8
votes

I was writing a matrix-vector-multiplication in both SSE and AVX using the following:

for(size_t i=0;i<M;i++) {
    size_t index = i*N;
    __m128 a, x, r1;
    __m128 sum = _mm_setzero_ps();
    for(size_t j=0;j<N;j+=4,index+=4) {
         a = _mm_load_ps(&A[index]);
         x = _mm_load_ps(&X[j]);
         r1 = _mm_mul_ps(a,x);
         sum = _mm_add_ps(r1,sum);
    }
    sum = _mm_hadd_ps(sum,sum);
    sum = _mm_hadd_ps(sum,sum);
    _mm_store_ss(&C[i],sum);
}

I used a similar method for AVX, however at the end, since AVX doesn't have an equivalent instruction to _mm_store_ss(), I used:

_mm_store_ss(&C[i],_mm256_castps256_ps128(sum));

The SSE code gives me a speedup of 3.7 over the serial code. However, the AVX code gives me a speedup of only 4.3 over the serial code.
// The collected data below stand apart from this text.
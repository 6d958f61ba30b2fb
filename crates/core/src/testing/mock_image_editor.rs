//! Mock image editor for testing.

use std::collections::HashMap;
use std::path::{Path, PathBuf};
use std::sync::{Mutex, MutexGuard};

use crate::converter::{ConverterError, ImageDimensions, ImageEditor};

/// A recorded resize call for test assertions.
#[derive(Debug, Clone, PartialEq, Eq)]
pub struct RecordedResize {
    pub input: PathBuf,
    pub output: PathBuf,
    pub target: ImageDimensions,
}

#[derive(Debug)]
struct State {
    default_dimensions: ImageDimensions,
    dimensions: HashMap<PathBuf, ImageDimensions>,
    resizes: Vec<RecordedResize>,
    resize_error: Option<String>,
}

/// Mock implementation of the ImageEditor trait.
///
/// Reports fixed dimensions without decoding anything. A successful resize
/// writes an output half the size of the input so savings are observable.
///
/// The trait is synchronous, so state sits behind a std mutex.
#[derive(Debug)]
pub struct MockImageEditor {
    state: Mutex<State>,
}

impl Default for MockImageEditor {
    fn default() -> Self {
        Self::new()
    }
}

impl MockImageEditor {
    /// Create a mock reporting 3000x2000 for every file.
    pub fn new() -> Self {
        Self::with_dimensions(3000, 2000)
    }

    /// Create a mock reporting the given dimensions for every file.
    pub fn with_dimensions(width: u32, height: u32) -> Self {
        Self {
            state: Mutex::new(State {
                default_dimensions: ImageDimensions::new(width, height),
                dimensions: HashMap::new(),
                resizes: Vec::new(),
                resize_error: None,
            }),
        }
    }

    /// Report `dimensions` for one specific path.
    pub fn set_dimensions(&self, path: impl AsRef<Path>, dimensions: ImageDimensions) {
        self.lock()
            .dimensions
            .insert(path.as_ref().to_path_buf(), dimensions);
    }

    /// Make every subsequent resize fail with `reason`.
    pub fn fail_resizes(&self, reason: &str) {
        self.lock().resize_error = Some(reason.to_string());
    }

    /// Resize calls received, in order.
    pub fn resizes(&self) -> Vec<RecordedResize> {
        self.lock().resizes.clone()
    }

    fn lock(&self) -> MutexGuard<'_, State> {
        self.state.lock().unwrap_or_else(|poisoned| poisoned.into_inner())
    }
}

impl ImageEditor for MockImageEditor {
    fn dimensions(&self, path: &Path) -> Result<ImageDimensions, ConverterError> {
        let state = self.lock();
        Ok(state
            .dimensions
            .get(path)
            .copied()
            .unwrap_or(state.default_dimensions))
    }

    fn resize(
        &self,
        input: &Path,
        output: &Path,
        target: ImageDimensions,
    ) -> Result<(), ConverterError> {
        let mut state = self.lock();
        state.resizes.push(RecordedResize {
            input: input.to_path_buf(),
            output: output.to_path_buf(),
            target,
        });
        if let Some(reason) = &state.resize_error {
            return Err(ConverterError::resize_failed(reason.clone()));
        }

        let original = std::fs::metadata(input)
            .map_err(|e| ConverterError::io(input, e))?
            .len();
        std::fs::write(output, vec![0u8; (original / 2) as usize])
            .map_err(|e| ConverterError::io(output, e))?;
        state
            .dimensions
            .insert(output.to_path_buf(), target);
        Ok(())
    }
}
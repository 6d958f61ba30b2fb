//! Configuration for the batch module.

use serde::{Deserialize, Serialize};
use std::path::PathBuf;

/// Limits for batch runs.
#[derive(Debug, Clone, Serialize, Deserialize)]
pub struct BatchConfig {
    /// Maximum images processed at the same time.
    #[serde(default = "default_max_parallel")]
    pub max_parallel: usize,

    /// Copy the source aside before an operation rewrites it in place.
    #[serde(default)]
    pub backup_original: bool,

    /// Root of the backup tree. Copies land in `<backup_dir>/<year>/<month>/`.
    #[serde(default = "default_backup_dir")]
    pub backup_dir: PathBuf,
}

fn default_max_parallel() -> usize {
    4
}

fn default_backup_dir() -> PathBuf {
    PathBuf::from("backups")
}

impl Default for BatchConfig {
    fn default() -> Self {
        Self {
            max_parallel: default_max_parallel(),
            backup_original: false,
            backup_dir: default_backup_dir(),
        }
    }
}

impl BatchConfig {
    /// Sets the parallelism bound.
    pub fn with_max_parallel(mut self, max_parallel: usize) -> Self {
        self.max_parallel = max_parallel;
        self
    }

    /// Enables backups under `dir`.
    pub fn with_backup_dir(mut self, dir: impl Into<PathBuf>) -> Self {
        self.backup_original = true;
        self.backup_dir = dir.into();
        self
    }
}

#[cfg(test)]
mod tests {
    use super::*;

    #[test]
    fn test_default_config() {
        let config = BatchConfig::default();
        assert_eq!(config.max_parallel, 4);
        assert!(!config.backup_original);
        assert_eq!(config.backup_dir, PathBuf::from("backups"));
    }

    #[test]
    fn test_deserialize_empty() {
        let config: BatchConfig = toml::from_str("").unwrap();
        assert_eq!(config.max_parallel, 4);
        assert!(!config.backup_original);
    }

    #[test]
    fn test_deserialize_backup() {
        let config: BatchConfig = toml::from_str(
            r#"
backup_original = true
backup_dir = "/var/backups/images"
"#,
        )
        .unwrap();
        assert!(config.backup_original);
        assert_eq!(config.backup_dir, PathBuf::from("/var/backups/images"));
    }
}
I know that using SSE with AVX can cause problems but I compiled it with the -mavx' flag using g++ which should remove the SSE opcodes.

I could have also used: _mm256_storeu_ps(&C[i],sum) to do the same thing, but the speedup is the same.

Any insights as to what else I could be doing to improve performance? Can it be related to : performance_memory_bound, though I didn't understand the answer on that thread clearly.

Also, I am not able to use the _mm_fmadd_ps() instruction even by including "immintrin.h" header file. I have both FMA and AVX enabled.

4
It could be that the CPU is just idling while waiting for memory IO. This means that it actually does its computations way faster, but is then stuck waiting for the next chunk of data for a longer time too.Marc Claesen
_mm_store_ss(&C[i],_mm256_castps256_ps128(sum)); is the equivalent instruction in AVX. SSE instructions just operate on the lower 128 bits of the 256 bit AVX register. The cast is only to make the compiler happy and does not use an instruction.Z boson
You should try unrolling your loop at least once.Z boson
"I used a similar method for AVX" - Just to be sure, I assume this similar method to have all 4s appropriately changed to 8s. Just in case.Christian Rau
Well I was doing matrixmatrix not just matrixvector. I did several things. Loop unrolling, loop tiling, AVX, OpenMP. It's actually quite difficult to get more than 50% of the peak flops. I got up to 70% I think eventually which was still lower than MKL but faster than Eigen.Z boson

4 Answers

5
votes

I suggest you reconsider your algorithm. See the discussion Efficient 4x4 matrix vector multiplication with SSE: horizontal add and dot product - what's the point?

You're doing one long dot product and using _mm_hadd_ps per iteration. Instead you should do four dot products at once with SSE (eight with AVX) and only use vertical operators.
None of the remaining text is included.